Comecemos por esclarecer a quem for preciso que o significado de taberna ou taverna é exatamente o mesmo. Isto posto, acrescentemos que, no Brasil, antes que ferrovias e rodovias mudassem o perfil do transporte de carga e mesmo do deslocamento de pessoas, todo o transporte terrestre de mercadorias era feito por tropas de muares. Ao final de cada dia de viagem os tropeiros procuravam acomodar-se em ranchos, nos quais podiam descansar e preparar alguma comida. É exatamente aí que entra a taberna (ou taverna...). 

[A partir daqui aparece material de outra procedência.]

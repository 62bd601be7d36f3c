//! Studio Jikkenshitsu engine
//!
//! `SJDAT` archives whose index and payloads are encrypted with the
//! per-title [`SjTransform`](vnarc_crypto::SjTransform) Feistel cipher.

mod dat;

pub use dat::{DatOpener, SIGNATURE};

Ao relatar uma viagem feita do Rio de Janeiro a Goiás em 1823, o Brigadeiro Cunha Matos observou, em relação a um determinado ponto do trajeto:
"Junto ao rancho existe uma taverna, que estava cheia de tropeiros e outros indivíduos de todas as cores, empregados em diversos serviços de jornada, e alguns cantavam e tocavam nas suas violas." (¹) 
É certo que nem toda taberna estava fixada à beira de uma estrada ou trilha, nem mesmo funcionava, obrigatoriamente, junto a um rancho de tropeiros. Havia não poucas tabernas urbanas. Ocorre, porém, que os ranchos eram pontos privilegiados de venda, porque os viajantes, exaustos, estavam quase sempre dispostos a pagar por um gole de cachaça ou um petisco qualquer os valores exorbitantes que o taberneiro ousava extorquir. Não raro o dono de um rancho ou pouso de tropeiros concedia abrigo grátis a quem chegava, sabendo que iria faturar alto com a taberna que tinha ao lado. 
Já as vendas tinham um repertório mais variado, e atendiam não apenas tropeiros e outros viajantes, mas também às pequenas necessidades da população fixa das redondezas. Descrevendo o "Rancho do Almeida", o mesmo autor, Cunha Matos, depois de dizer que tinha uma "venda imunda", explicou:
"Na venda do rancho existia pão, bolacha, queijo, doce de goiaba em tijolos, farinha e milho; não faltava aguardente, vinho e mais alguns gêneros." (²)

Tropeiros conversando diante de uma venda (³)
Uma descrição mais abrangente vem do inglês Richard Burton, em mais de um sentido um sujeito algo excêntrico. Burton, que esteve no Brasil durante a década de sessenta do Século XIX, afirmou que uma venda "vende de tudo, desde alho e livro de missa, até cachaça, doces e velas; às vezes é dupla, com um lado para secos e outro para molhados. Um balcão, sobre o qual se embalança uma grosseira balança, divide-a no sentido do comprimento. Entre ele e a porta, ficam tamboretes, caixas e barris virados para baixo. [...] As prateleiras de madeira sem verniz estão cheias de latas, canecas e outros recipientes, e, em ambos os lados, garrafas cheias e vazias, em pé ou deitadas. No chão, há sacos de sal e barris abertos, com rapadura e feijão, um caixote ou dois com milho, pilhas de toucinho e carne salgada, a popular "carne-seca", uma corda de fumo preto enrolada em uma estaca e garrafas e garrafões de cachaça. As mercadorias são guarda-chuvas, ferraduras, chapéus, espelhos, cintos, facas, garruchas, espingardas baratas, munição e linha de costura - na verdade tudo de que podem precisar homens ou mulheres rústicos. (...)." (⁴)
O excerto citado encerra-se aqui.